By the way, the longer you restrict yourself from that activity, the greater the dopamine experience when the dopamine is finally released because of an up-regulation of the receptors for dopamine. But I just spent five minutes or more telling you that you should avoid too much reward at the end and you should actually focus on the dopamine that you can consciously evoke from the deprivation strain and effort. 

And in fact, this is what happens for many people that start doing fasting and take a liking to it. Many people say that their state of mind when they fast is clear, that they actually start to enjoy the period of fasting. In fact, some people start pushing out their eating window or skipping entire days of eating more and more in order to get deeper into that state of mind where surely it’s not just dopamine, but dopamine is released. 

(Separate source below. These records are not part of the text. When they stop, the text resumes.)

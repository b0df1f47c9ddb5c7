//! Spreadsheet → table transformation and the indicators built on it

pub mod extractor;
pub mod indicators;
pub mod labels;
pub mod locator;
pub mod melt;

pub use extractor::{coerce_quantity, Normalizer};
pub use indicators::{all_indicators, monthly_indicators, MonthlyIndicators};
pub use labels::LabelCleaner;
pub use locator::{SectionIndex, SectionLocator};
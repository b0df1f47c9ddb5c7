//! Section locator
//!
//! Finds the four block titles in column A of a [`RawGrid`] and derives the
//! row spans each block occupies. Title matching is case-insensitive substring
//! containment with whitespace runs collapsed, so `"ESTATÍSTICA DA
//! QUIMIOTERAPIA –  PROCEDIMENTOS"` (two spaces) and the single-space form
//! both match.

use crate::error::{StatError, StatResult};
use crate::types::{RawGrid, Section, SectionMarker, Span};
use regex::Regex;
use tracing::debug;

/// Closing row of the technician block ("TOTAL GERAL TECNICO" and similar)
const TECHNICIAN_FOOTER_PATTERN: &str = r"(?i)TOTAL.*TECNICO";

/// Upper-case, trim and collapse whitespace runs to one space
pub fn normalize_title(text: &str) -> String {
    text.split_whitespace()
        .collect::<Vec<_>>()
        .join(" ")
        .to_uppercase()
}

/// Section markers found in one scan of the grid
#[derive(Debug, Clone, Default, PartialEq, Eq)]
pub struct SectionIndex {
    rows: [Option<usize>; 4],
    grid_len: usize,
    footer_row: Option<usize>,
}

impl SectionIndex {
    /// Row index of `section`, if its title was found
    pub fn row(&self, section: Section) -> Option<usize> {
        self.rows[section as usize]
    }

    /// All markers found so far, in section order
    pub fn markers(&self) -> Vec<SectionMarker> {
        Section::ALL
            .into_iter()
            .filter_map(|section| {
                self.row(section)
                    .map(|row_index| SectionMarker { section, row_index })
            })
            .collect()
    }

    /// Row of the technician footer, when one exists after G4
    pub fn footer_row(&self) -> Option<usize> {
        self.footer_row
    }

    fn require(&self, section: Section) -> StatResult<usize> {
        self.row(section)
            .ok_or(StatError::MissingSection { section })
    }

    /// Derive the four data spans. Fails on the first missing section or when
    /// titles are not in ascending G1..G4 order.
    pub fn spans(&self) -> StatResult<[Span; 4]> {
        let rows = [
            self.require(Section::G1)?,
            self.require(Section::G2)?,
            self.require(Section::G3)?,
            self.require(Section::G4)?,
        ];

        for pair in Section::ALL.windows(2) {
            let (earlier, later) = (pair[0], pair[1]);
            let (earlier_row, later_row) = (rows[earlier as usize], rows[later as usize]);
            if earlier_row >= later_row {
                return Err(StatError::SectionOrder {
                    earlier,
                    earlier_row,
                    later,
                    later_row,
                });
            }
        }

        let tail_end = self.footer_row.unwrap_or(self.grid_len);

        Ok([
            Span {
                section: Section::G1,
                start_row: rows[0] + 1,
                end_row: rows[1],
            },
            Span {
                section: Section::G2,
                start_row: rows[1] + 1,
                end_row: rows[2],
            },
            Span {
                section: Section::G3,
                start_row: rows[2] + 1,
                end_row: rows[3],
            },
            Span {
                section: Section::G4,
                start_row: rows[3] + 1,
                end_row: tail_end,
            },
        ])
    }
}

/// Column-A scanner with the title table and footer pattern compiled once
pub struct SectionLocator {
    titles: Vec<(Section, String)>,
    footer: Regex,
}

impl SectionLocator {
    pub fn new() -> StatResult<Self> {
        let titles = Section::ALL
            .into_iter()
            .map(|section| (section, normalize_title(section.title())))
            .collect();
        let footer = Regex::new(TECHNICIAN_FOOTER_PATTERN)
            .map_err(|e| StatError::Validation(format!("Regex error: {}", e)))?;

        Ok(Self { titles, footer })
    }

    /// Section whose title fragment appears in `label`. A label matching more
    /// than one fragment goes to the first in G1..G4 order.
    pub fn classify(&self, label: &str) -> Option<Section> {
        let normalized = normalize_title(label);
        self.titles
            .iter()
            .find(|(_, title)| normalized.contains(title.as_str()))
            .map(|(section, _)| *section)
    }

    /// Single pass over column A. The first row matching a title wins; later
    /// repeats of the same title are ignored.
    pub fn locate(&self, grid: &RawGrid) -> SectionIndex {
        let mut index = SectionIndex {
            grid_len: grid.len(),
            ..SectionIndex::default()
        };

        for row in 0..grid.len() {
            if let Some(section) = self.classify(&grid.label(row)) {
                let slot = &mut index.rows[section as usize];
                if slot.is_none() {
                    debug!(%section, row, "section title found");
                    *slot = Some(row);
                }
            }
        }

        if let Some(g4) = index.row(Section::G4) {
            index.footer_row = (g4 + 1..grid.len()).find(|&row| self.footer.is_match(&grid.label(row)));
            match index.footer_row {
                Some(row) => debug!(row, "technician footer found"),
                None => debug!("no technician footer, last block runs to end of sheet"),
            }
        }

        index
    }
}

#[cfg(test)]
mod tests {
    use super::*;
    use crate::types::{Cell, GRID_WIDTH};

    fn grid(labels: &[&str]) -> RawGrid {
        RawGrid::from_rows(
            labels
                .iter()
                .map(|l| {
                    let mut row = vec![Cell::from(*l)];
                    row.resize(GRID_WIDTH, Cell::Empty);
                    row
                })
                .collect(),
            GRID_WIDTH,
        )
    }

    fn full_sheet() -> Vec<&'static str> {
        vec![
            "ESTATÍSTICA DA QUIMIOTERAPIA –  PROCEDIMENTOS",
            "PACIENTES",
            "SESSÕES REALIZADAS NA QUIMIOTERAPIA",
            "ORAL",
            "PROCEDIMENTOS REALIZADOS PELOS PROFISSIONAL ENFERMEIRO",
            "CURATIVO",
            "PROCEDIMENTOS REALIZADOS PELOS PROFISSIONAL TÉCNICO DE ENFERMAGEM",
            "PUNÇÃO",
            "TOTAL GERAL TECNICO",
            "NOTAS",
        ]
    }

    #[test]
    fn test_normalize_title() {
        assert_eq!(normalize_title("  sessões   realizadas\tna "), "SESSÕES REALIZADAS NA");
    }

    #[test]
    fn test_locate_all_sections() {
        let locator = SectionLocator::new().unwrap();
        let index = locator.locate(&grid(&full_sheet()));

        assert_eq!(index.row(Section::G1), Some(0));
        assert_eq!(index.row(Section::G2), Some(2));
        assert_eq!(index.row(Section::G3), Some(4));
        assert_eq!(index.row(Section::G4), Some(6));
        assert_eq!(index.footer_row(), Some(8));
        assert_eq!(index.markers().len(), 4);
    }

    #[test]
    fn test_spans_from_markers() {
        let locator = SectionLocator::new().unwrap();
        let spans = locator.locate(&grid(&full_sheet())).spans().unwrap();

        let ranges: Vec<(usize, usize)> = spans.iter().map(|s| (s.start_row, s.end_row)).collect();
        assert_eq!(ranges, vec![(1, 2), (3, 4), (5, 6), (7, 8)]);
        assert_eq!(spans[3].section, Section::G4);
    }

    #[test]
    fn test_single_space_title_matches() {
        let locator = SectionLocator::new().unwrap();
        assert_eq!(
            locator.classify("ESTATÍSTICA DA QUIMIOTERAPIA – PROCEDIMENTOS"),
            Some(Section::G1)
        );
        assert_eq!(
            locator.classify("estatística da quimioterapia – procedimentos 2025"),
            Some(Section::G1)
        );
    }

    #[test]
    fn test_first_match_wins() {
        let mut labels = full_sheet();
        labels.push("SESSÕES REALIZADAS NA QUIMIOTERAPIA");
        let locator = SectionLocator::new().unwrap();
        let index = locator.locate(&grid(&labels));
        assert_eq!(index.row(Section::G2), Some(2));
    }

    #[test]
    fn test_missing_footer_extends_to_end() {
        let labels: Vec<&str> = full_sheet()
            .into_iter()
            .filter(|l| !l.starts_with("TOTAL"))
            .collect();
        let locator = SectionLocator::new().unwrap();
        let index = locator.locate(&grid(&labels));
        assert_eq!(index.footer_row(), None);

        let spans = index.spans().unwrap();
        assert_eq!(spans[3].end_row, labels.len());
    }

    #[test]
    fn test_footer_before_g4_is_ignored() {
        let mut labels = vec!["TOTAL TECNICO ANTIGO"];
        labels.extend(full_sheet());
        let locator = SectionLocator::new().unwrap();
        let index = locator.locate(&grid(&labels));
        assert_eq!(index.footer_row(), Some(9));
    }

    #[test]
    fn test_missing_section_is_reported() {
        let labels: Vec<&str> = full_sheet()
            .into_iter()
            .filter(|l| !l.starts_with("SESSÕES"))
            .collect();
        let locator = SectionLocator::new().unwrap();
        let err = locator.locate(&grid(&labels)).spans().unwrap_err();

        match err {
            StatError::MissingSection { section } => assert_eq!(section, Section::G2),
            other => panic!("Expected MissingSection, got {other:?}"),
        }
    }

    #[test]
    fn test_out_of_order_sections_fail() {
        let labels = vec![
            "SESSÕES REALIZADAS NA QUIMIOTERAPIA",
            "ESTATÍSTICA DA QUIMIOTERAPIA – PROCEDIMENTOS",
            "PROCEDIMENTOS REALIZADOS PELOS PROFISSIONAL ENFERMEIRO",
            "PROCEDIMENTOS REALIZADOS PELOS PROFISSIONAL TÉCNICO DE ENFERMAGEM",
        ];
        let locator = SectionLocator::new().unwrap();
        let err = locator.locate(&grid(&labels)).spans().unwrap_err();

        match err {
            StatError::SectionOrder { earlier, later, .. } => {
                assert_eq!(earlier, Section::G1);
                assert_eq!(later, Section::G2);
            }
            other => panic!("Expected SectionOrder, got {other:?}"),
        }
    }

    #[test]
    fn test_numeric_cells_never_match() {
        let rows = vec![vec![Cell::Number(42.0); GRID_WIDTH]];
        let locator = SectionLocator::new().unwrap();
        let index = locator.locate(&RawGrid::from_rows(rows, GRID_WIDTH));
        assert!(index.markers().is_empty());
    }
}
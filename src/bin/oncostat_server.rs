//! oncostat API server binary
//!
//! HTTP REST API for normalization, indicators and the narrative report.

use clap::Parser;
use oncostat::api::{run_api_server, ApiConfig};

#[derive(Parser, Debug)]
#[command(name = "oncostat-server")]
#[command(version)]
#[command(about = "oncostat API Server - HTTP REST API for the chemotherapy statistics sheet")]
#[command(long_about = r#"
oncostat API Server - HTTP REST API

Endpoints (sheets are read from the server's filesystem):
  - POST /api/v1/normalize   - Flat table for a sheet
  - POST /api/v1/indicators  - Monthly indicators (optionally one month)
  - POST /api/v1/report      - Narrative report for one month

Additional endpoints:
  - GET  /health             - Health check
  - GET  /version            - Server version info
  - GET  /                   - API documentation

Features:
  - CORS enabled for cross-origin requests
  - Graceful shutdown on SIGINT/SIGTERM
  - JSON response format with request IDs
  - Failures answer 422 with the error message

Example usage:
  oncostat-server                           # Start on localhost:8080
  oncostat-server --host 0.0.0.0 --port 3000

  curl -X POST http://localhost:8080/api/v1/report \
    -H "Content-Type: application/json" \
    -d '{"file_path": "quimio_2025.xlsx", "month": "FEV."}'
"#)]
struct Args {
    /// Host address to bind to (use 0.0.0.0 for all interfaces)
    #[arg(short = 'H', long, default_value = "127.0.0.1", env = "ONCOSTAT_HOST")]
    host: String,

    /// Port to listen on
    #[arg(short, long, default_value = "8080", env = "ONCOSTAT_PORT")]
    port: u16,
}

#[tokio::main]
async fn main() -> anyhow::Result<()> {
    let args = Args::parse();

    let config = ApiConfig {
        host: args.host,
        port: args.port,
    };

    run_api_server(config).await
}
//! Procedure label rules: abbreviation table and footer detection

use crate::error::{StatError, StatResult};
use regex::Regex;

/// Abbreviations applied in this exact order. "QUANTIDADE DE" must run before
/// "QUANTIDADE", otherwise a stray "DE" is left behind.
pub const ABBREVIATIONS: &[(&str, &str)] = &[
    ("QUANTIDADE DE", "Qtd."),
    ("QUANTIDADE", "Qtd."),
    ("INJEÇÕES", "Inj."),
    ("INJEÇÃO", "Inj."),
    ("QUIMIOTERAPIA", "QT"),
];

/// Block summary lines. They carry non-zero totals and must never reach the table.
pub const FOOTER_MARKERS: &[&str] = &[
    "total de procedimentos",
    "sessões realizadas",
    "procedimentos realizados",
];

/// True when the raw label is a block footer (case-insensitive containment)
pub fn is_footer(raw_label: &str) -> bool {
    let lowered = raw_label.to_lowercase();
    FOOTER_MARKERS.iter().any(|marker| lowered.contains(marker))
}

/// Compiled abbreviation rules
pub struct LabelCleaner {
    rules: Vec<(Regex, &'static str)>,
}

impl LabelCleaner {
    pub fn new() -> StatResult<Self> {
        let rules = ABBREVIATIONS
            .iter()
            .map(|(pattern, replacement)| {
                let re = Regex::new(&format!(r"(?i)\b{}\b", regex::escape(pattern)))
                    .map_err(|e| StatError::Validation(format!("Regex error: {}", e)))?;
                Ok((re, *replacement))
            })
            .collect::<StatResult<Vec<_>>>()?;

        Ok(Self { rules })
    }

    /// Trim and abbreviate a raw label. Applying it twice changes nothing.
    pub fn clean(&self, raw_label: &str) -> String {
        let mut label = raw_label.trim().to_string();
        for (re, replacement) in &self.rules {
            if re.is_match(&label) {
                label = re.replace_all(&label, *replacement).into_owned();
            }
        }
        label
    }
}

They will track their clock. Oh, I’ve been fasting 12 hours, 16 hours, et cetera. They are starting to attach dopamine release or create dopamine release from the deprivation, not from the food reward itself. And this, I think, makes it an interesting practice and one that certainly has been practiced for centuries in different cultures and different religions of deliberately restricting food, not just to increase the rewarding properties of food itself but also to increase the rewarding properties of deprivation. 

And I should emphasize that a lot of the subjective aspects of the knowledge of the benefits of fasting serve as reinforcing dopamine amplifying aspects to fasting, meaning if somebody does intermittent fasting and they are deep into their fast and they’re telling themselves, oh, my blood lipid profiles are probably improving and my glucose management is probably improving, my insulin sensitivity is going up and I’m going to live longer, all these things that have some basis from animal studies and some basis or not from human studies, it’s all kind of still in emerging literature, but it does seem to be pointing in that direction that fasting can encourage things like autophagy, the engulfment of dead cells and things of that sort. 

Well, as people tell themselves these things, they are enhancing the rewarding properties of the behavior of fasting. And so this is a salient example of where knowledge of knowledge can actually help us change these deep primitive circuits related to dopamine. And this illustrates how the forebrain, which carries knowledge and carries interpretation and rational thought, can be used to shape the very circuits that are involved in generating reward for what would otherwise just be kind of primitive behaviors, hardwired behaviors. And that’s the beauty of these dopamine circuits. And that’s the beauty of dopamine.”